Saved data entries:
::::

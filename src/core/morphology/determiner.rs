//! Choosing between "a" and "an".
//!
//! Vowel-initial words take "an" unless they are one of a few exceptions.
//! Numerals take "an" when they are read aloud starting with a vowel sound:
//! eight, eleven, eighteen, the eighties, and thousands thereof.

const AN_EXCEPTIONS: [&str; 3] = ["one", "180", "110"];

/// Whether `text` needs "an" rather than "a" in front of it.
pub fn requires_an(text: &str) -> bool {
    let lower = text.to_lowercase();
    if lower.starts_with(['a', 'e', 'i', 'o', 'u']) && !is_an_exception(&lower) {
        return true;
    }
    match numeric_prefix(&lower) {
        Some(prefix) if prefix.starts_with('8') || prefix.starts_with("11") || prefix.starts_with("18") => {
            prefix.parse::<u128>().is_ok_and(check_num)
        }
        _ => false,
    }
}

fn is_an_exception(text: &str) -> bool {
    AN_EXCEPTIONS.iter().any(|ex| text.starts_with(ex))
}

fn check_num(num: u128) -> bool {
    if matches!(num, 8 | 11 | 18) || (80..90).contains(&num) {
        return true;
    }
    num > 1000 && check_num(thousands(num))
}

/// `num / 1000`, rounding halves to even.
fn thousands(num: u128) -> u128 {
    let (quotient, remainder) = (num / 1000, num % 1000);
    if remainder > 500 || (remainder == 500 && quotient % 2 == 1) {
        quotient + 1
    } else {
        quotient
    }
}

/// The leading run of digits, with commas inside the number skipped.
fn numeric_prefix(text: &str) -> Option<String> {
    let text = text.trim();
    if !text.starts_with(|c: char| c.is_ascii_digit()) {
        return None;
    }
    let mut digits = String::new();
    for c in text.chars() {
        match c {
            '0'..='9' => digits.push(c),
            ',' => continue,
            _ => break,
        }
    }
    Some(digits)
}

/// Rewrite a trailing "a" in `text` to "an" if `next` requires it.
pub fn check_ends_with_indefinite_article(text: &str, next: &str) -> String {
    match text.rsplit_once(' ') {
        Some((head, last)) if last.eq_ignore_ascii_case("a") && requires_an(next) => format!("{head} an"),
        None if text.eq_ignore_ascii_case("a") && requires_an(next) => "an".to_string(),
        _ => text.to_string(),
    }
}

::::

• [Your instructions] The line with "Rewrite a trailing" marks the end; reproduce exactly every line from the start of the entries up to it, that line included.

• [The completed task]
filename src/core/morphology/determiner.rs
//! Choosing between "a" and "an".
//!
//! Vowel-initial words take "an" unless they are one of a few exceptions.
//! Numerals take "an" when they are read aloud starting with a vowel sound:
//! eight, eleven, eighteen, the eighties, and thousands thereof.

const AN_EXCEPTIONS: [&str; 3] = ["one", "180", "110"];

/// Whether `text` needs "an" rather than "a" in front of it.
pub fn requires_an(text: &str) -> bool {
    let lower = text.to_lowercase();
    if lower.starts_with(['a', 'e', 'i', 'o', 'u']) && !is_an_exception(&lower) {
        return true;
    }
    match numeric_prefix(&lower) {
        Some(prefix) if prefix.starts_with('8') || prefix.starts_with("11") || prefix.starts_with("18") => {
            prefix.parse::<u128>().is_ok_and(check_num)
        }
        _ => false,
    }
}

fn is_an_exception(text: &str) -> bool {
    AN_EXCEPTIONS.iter().any(|ex| text.starts_with(ex))
}

fn check_num(num: u128) -> bool {
    if matches!(num, 8 | 11 | 18) || (80..90).contains(&num) {
        return true;
    }
    num > 1000 && check_num(thousands(num))
}

/// `num / 1000`, rounding halves to even.
fn thousands(num: u128) -> u128 {
    let (quotient, remainder) = (num / 1000, num % 1000);
    if remainder > 500 || (remainder == 500 && quotient % 2 == 1) {
        quotient + 1
    } else {
        quotient
    }
}

/// The leading run of digits, with commas inside the number skipped.
fn numeric_prefix(text: &str) -> Option<String> {
    let text = text.trim();
    if !text.starts_with(|c: char| c.is_ascii_digit()) {
        return None;
    }
    let mut digits = String::new();
    for c in text.chars() {
        match c {
            '0'..='9' => digits.push(c),
            ',' => continue,
            _ => break,
        }
    }
    Some(digits)
}

/// Rewrite a trailing "a" in `text` to "an" if `next` requires it.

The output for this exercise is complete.